Dublin pledged to inject 3.5 billion euros ($4.5 billion) each into Allied Irish Banks and Bank of Ireland.

But Lenihan hit trouble after it emerged that the financial regulator was examining whether Anglo Irish Bank, which the state nationalised in January, had used billions of euros in deposits from another financial institution to shore up its financial position in September.

"This country is in a very serious financial position. Our banks are stressed, we're battling for our financial stability and calls for a resignation … surprise me," he said.

In Asia, Japanese wholesale prices fell 0.2 percent in the year to January, the first fall since December 2003. The data could mark the start of a period of deflation, which the Bank of Japan has already forecast could last two years.

Falling prices are an uncomfortable reminder for Japan of its last period of deflation that lasted for several years beginning in the late 1990s.

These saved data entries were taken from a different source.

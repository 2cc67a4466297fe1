use super::*;

#[test]
fn test_vertex_is_tightly_packed() {
    assert_eq!(size_of::<Vertex>(), 72);
    assert_eq!(Vertex::stride(), 72);
}

#[test]
fn test_field_offsets() {
    assert_eq!(Vertex::field_offset("position"), Some(0));
    assert_eq!(Vertex::field_offset("normal"), Some(12));
    assert_eq!(Vertex::field_offset("tangent"), Some(24));
    assert_eq!(Vertex::field_offset("bitangent"), Some(36));
    assert_eq!(Vertex::field_offset("color"), Some(48));
    assert_eq!(Vertex::field_offset("tex_coord"), Some(64));
}

#[test]
fn test_unknown_field_has_no_offset() {
    assert_eq!(Vertex::field_offset("Position"), None);
    assert_eq!(Vertex::field_offset("uv"), None);
}

#[test]
fn test_vertex_builders() {
    let v = Vertex::new(Vec3::X, Vec3::Z, Vec2::new(0.5, 1.0))
        .with_color(Vec4::ONE)
        .with_tangent_frame(Vec3::Y, Vec3::NEG_X);

    assert_eq!(v.position(), Vec3::X);
    assert_eq!(v.normal(), Vec3::Z);
    assert_eq!(v.tex_coord(), Vec2::new(0.5, 1.0));
    assert_eq!(v.color, [1.0; 4]);
    assert_eq!(v.bitangent, [-1.0, 0.0, 0.0]);
}

#[test]
fn test_vertex_casts_to_bytes() {
    let vertices = [Vertex::default(); 2];
    let bytes: &[u8] = bytemuck::cast_slice(&vertices);
    assert_eq!(bytes.len(), 144);
}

"The data reinforced the view that further steps from the BOJ are necessary to support the economy," said Takeshi Minami, chief economist at Norinchukin Research Institute.

CHINA'S BANKS HEED THE CALL

Despite worrying trade figures a day earlier, record new lending rates in January showed China's banks were heeding a government call to support the economy by extending more credit.

China's banks extended 1.62 trillion yuan ($237 billion) in new loans in January, almost a third as much as they lent in all of 2008, data showed on Thursday, reviving optimism that an end to China's steep downturn could be in sight.

"The bank lending figures are just a stunningly good piece of news for China," said Glenn Maguire, chief Asian economist for Societe Generale in Hong Kong.

And with a single $19.5 billion deal on Thursday, China moved to acquire a sizeable chunk of the raw materials it needs to grow its economy when state-owned aluminium giant Chinalco agreed on a further big investment in global miner Rio Tinto Ltd/Plc.

WASHINGTON

The progress was more modest a day earlier in Washington, where Congressional negotiators agreed to a compromise bill of stimulus measures, 36 percent of which would be in tax breaks.

President Barack Obama wants Congress to act fast as the recession-hit U.S. economy reels from a slump in asset prices, scarce credit and millions of layoffs.

New bank rescue plans from U.S. Treasury Secretary Timothy Geithner, which would use $2 trillion to mop up bad assets and restore credit, have been met with scepticism by markets, mainly because of a perceived lack of detail.

The package could be voted on by both houses of Congress on Thursday.

But the U.S. bank bailout plan, unveiled on Tuesday has disappointed markets and European shares hit a one-week trough, led lower by banks. By 1038 GMT the FTSEurofirst 300 index of top European shares was down 1.7 percent at 789.59 points. Earlier Japan's Nikkei stock index closed down 3.3 percent and the yen rose again amid a continuing investor aversion to risk.